BlackbitDigitalCommerce / pimcore-data-director

Import Bundle for Pimcore
16 stars 3 forks source link

Please send daily report with missing selectbox/measurements options instead of separate email for each item #34

Open kaurov opened 2 years ago

kaurov commented 2 years ago

Currently, separate email is sent for each case when no existing option found. vendor/blackbit/data-director/lib/Pim/EmailReportingLogger.php vendor/blackbit/data-director/Resources/views/email-report.html.twig

When you have 10 000 products to import is means 10k+ emails.

When we have this bug in DataDirector https://github.com/BlackbitDigitalCommerce/pimcore-data-director/issues/29 it means millions of emails.

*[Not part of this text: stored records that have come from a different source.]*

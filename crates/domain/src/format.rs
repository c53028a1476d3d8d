//! Message body formats.

use crate::error::DomainError;
use serde::{Deserialize, Serialize};
use serde_json::Value;

/// How a message body should be rendered by the receiving platform.
#[derive(Debug, Clone, PartialEq, Eq, Serialize, Deserialize)]
#[serde(tag = "kind", rename_all = "snake_case")]
pub enum MessageFormat {
    /// Plain text, no markup.
    Text,
    /// Markdown markup.
    Markdown,
    /// HTML markup.
    Html,
    /// Structured card payload; adapters interpret the shape further.
    Card {
        /// Opaque JSON object describing the card. Validated only for being
        /// an object — deeper structure is an adapter concern.
        payload: Value,
    },
}

impl Default for MessageFormat {
    fn default() -> Self {
        Self::Text
    }
}

impl MessageFormat {
    /// Validate format-specific invariants.
    ///
    /// # Errors
    /// Returns [`DomainError::Invalid`] when a `Card` payload is not a JSON object.
    pub fn validate(&self) -> Result<(), DomainError> {
        if let Self::Card { payload } = self {
            if !payload.is_object() {
                return Err(DomainError::invalid("format", "card payload must be a JSON object"));
            }
        }
        Ok(())
    }
}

Can you please group cases in one table and send one report per day?

Thanks.

BlackbitDevs commented 2 years ago

No, the EmailReportingLogger only sends the mail once for a dataport run. So when you import 10 000 products in one import, you will get all the errors which happened during this import run in 1 email - and they even get grouped (you will see This or similar errors happened 4 times. Please see process log (link) of this run to get further details. in the log.

Or do you import those 10 000 products in single import processes? If yes, why?

kaurov commented 2 years ago

Or do you import those 10 000 products in single import processes? If yes, why?

yes, exactly.

As we discussed in https://github.com/BlackbitDigitalCommerce/pimcore-data-director/issues/30, Data-Director does not balance memory (sad) and it causess following memory usage:

the data-director:extract for 10000 xml files consumes 94% CPU and 5.1+ GB memory 1+ hour. The data-director:process for those 10000 xml files consumes 15+ GB memory 8+ hours.

So server provider just drops such import processes as dangerous.

You recommended

Alternatively you can directly start processing this one raw data item

I did that in foreach, the result is super: 15% CPU, 0.6 Gb memory usage for the same 〜8 hours and 10k xml files. In ssh-multythread mode 36% CPU, each process up to 0.6 Gb memory (usually till 0.3) and 2 hours for the same 10k xml files.

The only problem is email notification. Any new data structure and I will know about that 10k times.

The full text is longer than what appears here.